The integration tests cover:

  • Insert + upsert: round-trip through a real Postgres, asserting that ON CONFLICT DO UPDATE updates the right columns (monthly_cost, usage_metric, updated_at) without overwriting created_at.
  • Transaction rollback: a failing batch (one row that overflows NUMERIC(10,2)) rolls back the whole batch, leaving pre-existing rows untouched.
  • Snapshot aggregation: a mixed set of resources across multiple (account, service) tuples produces exactly the expected snapshot rows, with correct counts and per-tuple cost totals.
  • Snapshot windowing: the --days filter on the trend command actually filters via SQL — old snapshots are excluded from short windows and included in long ones.
  • End-to-end seed → analyze: a deterministic resource set engineered to fire each rule once, inserted via InsertResources, read back via ListResources, and analyzed — asserts every rule fires exactly once and findings are sorted by potential savings descending.
  • End-to-end with synthetic data: 50 random resources generated by SyntheticProvider, full round-trip through the DB, analyzer must produce some findings (the generator skews toward waste patterns).
  • Re-seed idempotency: running insert three times on the same fixed-ID set ends with the same row count — proves the seed flow is safe to re-run on a schedule.
# Unit tests (no Docker required)
go test ./internal/...

# Integration tests (Docker must be running)
go test -tags=integration ./internal/db/ ./internal/e2e/

# Both, verbose
go test -tags=integration -v ./internal/...

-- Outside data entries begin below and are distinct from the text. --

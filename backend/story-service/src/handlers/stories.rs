/// Story handlers - HTTP endpoints for story operations
use crate::error::{AppError, Result};
use crate::services::{BoostService, StoryService};
use actix_web::{web, HttpResponse};
use serde::Deserialize;

#[derive(Debug, Deserialize)]
pub struct ListStoriesQuery {
    pub tag: Option<String>,
    /// Kept as text so a bad value gets our 400 body instead of actix's
    pub limit: Option<String>,
}

impl ListStoriesQuery {
    fn limit(&self) -> Result<Option<usize>> {
        match self.limit.as_deref().map(str::trim) {
            None | Some("") => Ok(None),
            Some(raw) => raw.parse().map(Some).map_err(|_| {
                AppError::ValidationError("limit must be a non-negative integer.".into())
            }),
        }
    }
}

#[derive(Debug, Deserialize)]
pub struct SubmitStoryRequest {
    pub name: Option<String>,
    pub email: Option<String>,
    pub title: Option<String>,
    pub tag: Option<String>,
    pub story: Option<String>,
}

#[derive(Debug, Deserialize)]
pub struct VoteRequest {
    pub email: Option<String>,
}

/// List stories, newest first
pub async fn list_stories(
    service: web::Data<StoryService>,
    query: web::Query<ListStoriesQuery>,
) -> Result<HttpResponse> {
    let limit = query.limit()?;
    let stories = service.list(query.tag.as_deref(), limit).await?;

    Ok(HttpResponse::Ok().json(serde_json::json!({ "stories": stories })))
}

/// Get a story
pub async fn get_story(
    service: web::Data<StoryService>,
    story_id: web::Path<String>,
) -> Result<HttpResponse> {
    let story = service.get(&story_id).await?;
    Ok(HttpResponse::Ok().json(story))
}

/// Submit a new story
pub async fn submit_story(
    service: web::Data<StoryService>,
    req: web::Json<SubmitStoryRequest>,
) -> Result<HttpResponse> {
    let field = |value: &Option<String>| value.clone().unwrap_or_default();

    let story = service
        .submit(
            &field(&req.name),
            &field(&req.email),
            &field(&req.title),
            &field(&req.tag),
            &field(&req.story),
        )
        .await?;

    Ok(HttpResponse::Created().json(story))
}

/// Vote for a story, once per email
pub async fn vote_story(
    service: web::Data<StoryService>,
    story_id: web::Path<String>,
    req: web::Json<VoteRequest>,
) -> Result<HttpResponse> {
    let new_count = service.vote(&story_id, req.email.as_deref()).await?;

    Ok(HttpResponse::Ok().json(serde_json::json!({
        "success": true,
        "newVoteCount": new_count,
    })))
}

/// Client-side payment configuration. Only the publishable key leaves the
/// server.
pub async fn public_config(boost: web::Data<BoostService>) -> HttpResponse {
    HttpResponse::Ok().json(serde_json::json!({
        "stripePublishableKey": boost.publishable_key(),
    }))
}
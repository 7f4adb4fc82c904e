/// Boost handlers - checkout session creation and the payment webhook
use crate::error::Result;
use crate::services::BoostService;
use actix_web::{web, HttpRequest, HttpResponse};

/// Header carrying the processor's webhook signature
pub const SIGNATURE_HEADER: &str = "stripe-signature";

/// Start a paid boost for a story
pub async fn create_boost_session(
    boost: web::Data<BoostService>,
    story_id: web::Path<String>,
) -> Result<HttpResponse> {
    let session = boost.start_checkout(&story_id).await?;
    Ok(HttpResponse::Ok().json(serde_json::json!({ "id": session.id })))
}

/// Payment processor callback. The body is taken as raw bytes because the
/// signature covers them exactly.
pub async fn stripe_webhook(
    boost: web::Data<BoostService>,
    req: HttpRequest,
    body: web::Bytes,
) -> Result<HttpResponse> {
    let signature = req
        .headers()
        .get(SIGNATURE_HEADER)
        .and_then(|value| value.to_str().ok());

    let outcome = boost.handle_webhook(&body, signature).await?;
    tracing::debug!(?outcome, "webhook acknowledged");

    Ok(HttpResponse::Ok().json(serde_json::json!({ "received": true })))
}
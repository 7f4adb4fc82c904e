use crate::error::Result;
use crate::services::SubscriptionService;
use actix_web::{web, HttpResponse};
use serde::Deserialize;

#[derive(Debug, Deserialize)]
pub struct SubscribeRequest {
    pub email: Option<String>,
}

/// Add an email to the newsletter list
pub async fn subscribe(
    service: web::Data<SubscriptionService>,
    req: web::Json<SubscribeRequest>,
) -> Result<HttpResponse> {
    service.subscribe(req.email.as_deref()).await?;

    Ok(HttpResponse::Created().json(serde_json::json!({
        "success": true,
        "message": "Successfully subscribed!",
    })))
}
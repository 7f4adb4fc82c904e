mod common;

use actix_web::http::StatusCode;
use actix_web::{test, App};
use common::{TestContext, WEBHOOK_SECRET};
use serde_json::{json, Value};
use story_service::services::payments::webhook::compute_signature;

fn completed_event(story_id: &str) -> Vec<u8> {
    serde_json::to_vec(&json!({
        "id": "evt_test_1",
        "type": "checkout.session.completed",
        "data": { "object": {
            "id": "cs_test_1",
            "object": "checkout.session",
            "metadata": { "storyId": story_id }
        }}
    }))
    .unwrap()
}

fn sign(payload: &[u8]) -> String {
    let now = chrono::Utc::now().timestamp();
    format!(
        "t={now},v1={}",
        compute_signature(WEBHOOK_SECRET, now, payload).unwrap()
    )
}

#[actix_web::test]
async fn boost_session_for_existing_story() {
    let ctx = TestContext::new();
    let app = test::init_service(App::new().configure(|cfg| ctx.register(cfg))).await;
    let story = ctx
        .stories
        .submit("Ada", "ada@example.com", "Boost me", "life", "Body")
        .await
        .unwrap();

    let req = test::TestRequest::post()
        .uri(&format!("/api/stories/{}/create-boost-session", story.id))
        .to_request();
    let resp = test::call_service(&app, req).await;
    assert_eq!(resp.status(), StatusCode::OK);
    let body: Value = test::read_body_json(resp).await;
    assert_eq!(body, json!({ "id": format!("cs_test_{}", story.id) }));
    assert_eq!(ctx.gateway.calls(), 1);
}

#[actix_web::test]
async fn boost_session_for_unknown_story_skips_processor() {
    let ctx = TestContext::new();
    let app = test::init_service(App::new().configure(|cfg| ctx.register(cfg))).await;

    let req = test::TestRequest::post()
        .uri("/api/stories/story-missing/create-boost-session")
        .to_request();
    let resp = test::call_service(&app, req).await;
    assert_eq!(resp.status(), StatusCode::NOT_FOUND);
    assert_eq!(ctx.gateway.calls(), 0);
}

#[actix_web::test]
async fn processor_failure_is_a_server_error() {
    let ctx = TestContext::with_failing_gateway();
    let app = test::init_service(App::new().configure(|cfg| ctx.register(cfg))).await;
    let story = ctx
        .stories
        .submit("Ada", "ada@example.com", "Boost me", "life", "Body")
        .await
        .unwrap();

    let req = test::TestRequest::post()
        .uri(&format!("/api/stories/{}/create-boost-session", story.id))
        .to_request();
    let resp = test::call_service(&app, req).await;
    assert_eq!(resp.status(), StatusCode::INTERNAL_SERVER_ERROR);

    let error: Value = test::read_body_json(resp).await;
    assert_eq!(error["error"], "Payment session creation failed.");
    assert!(!error.to_string().contains("card declined"));
}

#[actix_web::test]
async fn signed_completion_boosts_story() {
    let ctx = TestContext::new();
    let app = test::init_service(App::new().configure(|cfg| ctx.register(cfg))).await;
    let story = ctx
        .stories
        .submit("Ada", "ada@example.com", "Boost me", "life", "Body")
        .await
        .unwrap();

    let payload = completed_event(&story.id);
    let signature = sign(&payload);

    // Redelivery of the same event is acknowledged again
    for _ in 0..2 {
        let req = test::TestRequest::post()
            .uri("/api/stories/stripe-webhook")
            .insert_header(("stripe-signature", signature.as_str()))
            .insert_header(("content-type", "application/json"))
            .set_payload(payload.clone())
            .to_request();
        let resp = test::call_service(&app, req).await;
        assert_eq!(resp.status(), StatusCode::OK);
        let body: Value = test::read_body_json(resp).await;
        assert_eq!(body, json!({ "received": true }));
    }

    assert!(ctx.stories.get(&story.id).await.unwrap().boosted);
}

#[actix_web::test]
async fn bad_signature_is_rejected_without_state_change() {
    let ctx = TestContext::new();
    let app = test::init_service(App::new().configure(|cfg| ctx.register(cfg))).await;
    let story = ctx
        .stories
        .submit("Ada", "ada@example.com", "Boost me", "life", "Body")
        .await
        .unwrap();

    let payload = completed_event(&story.id);
    let now = chrono::Utc::now().timestamp();
    let forged = format!(
        "t={now},v1={}",
        compute_signature("whsec_wrong", now, &payload).unwrap()
    );

    let req = test::TestRequest::post()
        .uri("/api/stories/stripe-webhook")
        .insert_header(("stripe-signature", forged.as_str()))
        .set_payload(payload.clone())
        .to_request();
    let resp = test::call_service(&app, req).await;
    assert_eq!(resp.status(), StatusCode::BAD_REQUEST);
    let error: Value = test::read_body_json(resp).await;
    assert!(error["error"].as_str().unwrap().starts_with("Webhook Error:"));

    let req = test::TestRequest::post()
        .uri("/api/stories/stripe-webhook")
        .set_payload(payload)
        .to_request();
    let resp = test::call_service(&app, req).await;
    assert_eq!(resp.status(), StatusCode::BAD_REQUEST);

    assert!(!ctx.stories.get(&story.id).await.unwrap().boosted);
}

#[actix_web::test]
async fn completion_for_unknown_story_is_acknowledged() {
    let ctx = TestContext::new();
    let app = test::init_service(App::new().configure(|cfg| ctx.register(cfg))).await;

    let payload = completed_event("story-gone");
    let req = test::TestRequest::post()
        .uri("/api/stories/stripe-webhook")
        .insert_header(("stripe-signature", sign(&payload)))
        .set_payload(payload)
        .to_request();
    let resp = test::call_service(&app, req).await;
    assert_eq!(resp.status(), StatusCode::OK);

    assert!(ctx.stories.list(None, None).await.unwrap().is_empty());
}
//! JSON-file backed collections.
//!
//! Each collection is a single JSON document on disk (`<data_dir>/<name>.json`)
//! read and written whole. A collection owns an async mutex; every read and
//! write goes through it, and callers that need read-modify-write take a
//! [`CollectionGuard`] and keep it for the whole sequence.
//!
//! Writes land in a temporary sibling file which is then renamed over the
//! target, so readers never see a partially written document.

use serde::{de::DeserializeOwned, Serialize};
use std::io::ErrorKind;
use std::marker::PhantomData;
use std::path::{Path, PathBuf};
use thiserror::Error;
use tokio::sync::{Mutex, MutexGuard};
use uuid::Uuid;

pub type StoreResult<T> = Result<T, StoreError>;

#[derive(Error, Debug)]
pub enum StoreError {
    #[error("failed to {action} {}: {source}", .path.display())]
    Io {
        action: &'static str,
        path: PathBuf,
        #[source]
        source: std::io::Error,
    },

    #[error("malformed JSON in {}: {source}", .path.display())]
    Malformed {
        path: PathBuf,
        #[source]
        source: serde_json::Error,
    },

    #[error("failed to encode collection {collection}: {source}")]
    Encode {
        collection: &'static str,
        #[source]
        source: serde_json::Error,
    },
}

impl StoreError {
    pub(crate) fn io(action: &'static str, path: &Path, source: std::io::Error) -> Self {
        StoreError::Io {
            action,
            path: path.to_path_buf(),
            source,
        }
    }
}

/// A named collection holding one document of type `T`.
///
/// `T::default()` is the empty document written on first access.
pub struct JsonCollection<T> {
    name: &'static str,
    path: PathBuf,
    lock: Mutex<()>,
    _document: PhantomData<fn() -> T>,
    #[cfg(test)]
    fail_next_write: std::sync::atomic::AtomicBool,
}

/// Exclusive access to a collection until dropped.
pub struct CollectionGuard<'a, T> {
    collection: &'a JsonCollection<T>,
    _guard: MutexGuard<'a, ()>,
}

impl<T> JsonCollection<T>
where
    T: Serialize + DeserializeOwned + Default,
{
    pub fn new(data_dir: &Path, name: &'static str) -> Self {
        Self {
            name,
            path: data_dir.join(format!("{name}.json")),
            lock: Mutex::new(()),
            _document: PhantomData,
            #[cfg(test)]
            fail_next_write: std::sync::atomic::AtomicBool::new(false),
        }
    }

    pub fn path(&self) -> &Path {
        &self.path
    }

    /// Wait for exclusive access.
    pub async fn lock(&self) -> CollectionGuard<'_, T> {
        CollectionGuard {
            collection: self,
            _guard: self.lock.lock().await,
        }
    }

    /// Read the whole document. A missing file is created holding the empty
    /// document.
    pub async fn load_all(&self) -> StoreResult<T> {
        self.lock().await.load().await
    }

    /// Replace the whole document.
    pub async fn save_all(&self, document: &T) -> StoreResult<()> {
        self.lock().await.save(document).await
    }

    async fn read(&self) -> StoreResult<T> {
        let raw = match tokio::fs::read(&self.path).await {
            Ok(raw) => raw,
            Err(err) if err.kind() == ErrorKind::NotFound => {
                tracing::debug!(
                    collection = self.name,
                    path = %self.path.display(),
                    "collection missing, initializing empty document"
                );
                let empty = T::default();
                self.write(&empty).await?;
                return Ok(empty);
            }
            Err(err) => return Err(StoreError::io("read", &self.path, err)),
        };

        serde_json::from_slice(&raw).map_err(|source| StoreError::Malformed {
            path: self.path.clone(),
            source,
        })
    }

    /// Make the next write fail as a disk error would.
    #[cfg(test)]
    pub(crate) fn fail_next_write(&self) {
        self.fail_next_write
            .store(true, std::sync::atomic::Ordering::SeqCst);
    }

    async fn write(&self, document: &T) -> StoreResult<()> {
        #[cfg(test)]
        if self
            .fail_next_write
            .swap(false, std::sync::atomic::Ordering::SeqCst)
        {
            return Err(StoreError::io(
                "replace",
                &self.path,
                std::io::Error::new(ErrorKind::Other, "simulated write failure"),
            ));
        }

        if let Some(parent) = self.path.parent() {
            tokio::fs::create_dir_all(parent)
                .await
                .map_err(|err| StoreError::io("create directory", parent, err))?;
        }

        let payload =
            serde_json::to_vec_pretty(document).map_err(|source| StoreError::Encode {
                collection: self.name,
                source,
            })?;

        let temp_path = self
            .path
            .with_extension(format!("json.{}.tmp", Uuid::new_v4().simple()));
        tokio::fs::write(&temp_path, payload)
            .await
            .map_err(|err| StoreError::io("write", &temp_path, err))?;

        if let Err(err) = tokio::fs::rename(&temp_path, &self.path).await {
            let _ = tokio::fs::remove_file(&temp_path).await;
            return Err(StoreError::io("replace", &self.path, err));
        }

        Ok(())
    }
}

impl<T> CollectionGuard<'_, T>
where
    T: Serialize + DeserializeOwned + Default,
{
    pub async fn load(&self) -> StoreResult<T> {
        self.collection.read().await
    }

    pub async fn save(&self, document: &T) -> StoreResult<()> {
        self.collection.write(document).await
    }
}
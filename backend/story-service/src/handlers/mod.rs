/// HTTP handlers for story-service
///
/// This module contains handlers for:
/// - Stories: list, fetch, submit, vote, public payment config
/// - Boost: checkout session creation and the payment webhook
/// - Newsletter: subscriptions
/// - Health: service status
///
/// `configure_routes` mounts everything under `/api`. Handlers expect the
/// services and the `Store` to be registered as app data.
pub mod boost;
pub mod health;
pub mod newsletter;
pub mod stories;

use crate::error::AppError;
use actix_web::web;

// Re-export handler functions at module level
pub use boost::{create_boost_session, stripe_webhook};
pub use health::health_summary;
pub use newsletter::subscribe;
pub use stories::{get_story, list_stories, public_config, submit_story, vote_story};

/// Register the `/api` routes and the JSON/query error handlers.
pub fn configure_routes(cfg: &mut web::ServiceConfig) {
    let json_config = web::JsonConfig::default().error_handler(|err, _req| {
        tracing::debug!(error = %err, "rejected request body");
        AppError::ValidationError("Invalid JSON body.".into()).into()
    });
    let query_config = web::QueryConfig::default().error_handler(|err, _req| {
        tracing::debug!(error = %err, "rejected query string");
        AppError::ValidationError("Invalid query string.".into()).into()
    });

    cfg.app_data(json_config).app_data(query_config).service(
        web::scope("/api")
            .route("/health", web::get().to(health_summary))
            .route("/newsletter-subscribe", web::post().to(subscribe))
            .service(
                web::scope("/stories")
                    .service(
                        web::resource("")
                            .route(web::get().to(list_stories))
                            .route(web::post().to(submit_story)),
                    )
                    // Fixed paths before `/{story_id}`
                    .route("/config", web::get().to(public_config))
                    .route("/stripe-webhook", web::post().to(stripe_webhook))
                    .route("/{story_id}", web::get().to(get_story))
                    .route("/{story_id}/vote", web::post().to(vote_story))
                    .route(
                        "/{story_id}/create-boost-session",
                        web::post().to(create_boost_session),
                    ),
            ),
    );
}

All rules are pure functions (Resource -> *Finding), which makes them trivially testable without mocks, fixtures, or test databases. The code was designed to be testable from the start — not tested after the fact.

Architecture Decisions

Why not Cloud Custodian?

Cloud Custodian (Python, ~6k stars) is a mature policy engine: you write YAML rules like "if an EC2 has no Owner tag, stop it" and it enforces them across AWS/GCP/Azure. CloudOracle targets a different stage of the FinOps loop:

  • Custodian: governance and remediation — takes actions (stop, delete, tag, notify). Designed for platform teams running hundreds of policies in CI.
  • CloudOracle: analysis and reporting — read-only, LLM-assisted narrative, PDF + dashboard. Designed for the conversation between engineering and finance, not for automated enforcement.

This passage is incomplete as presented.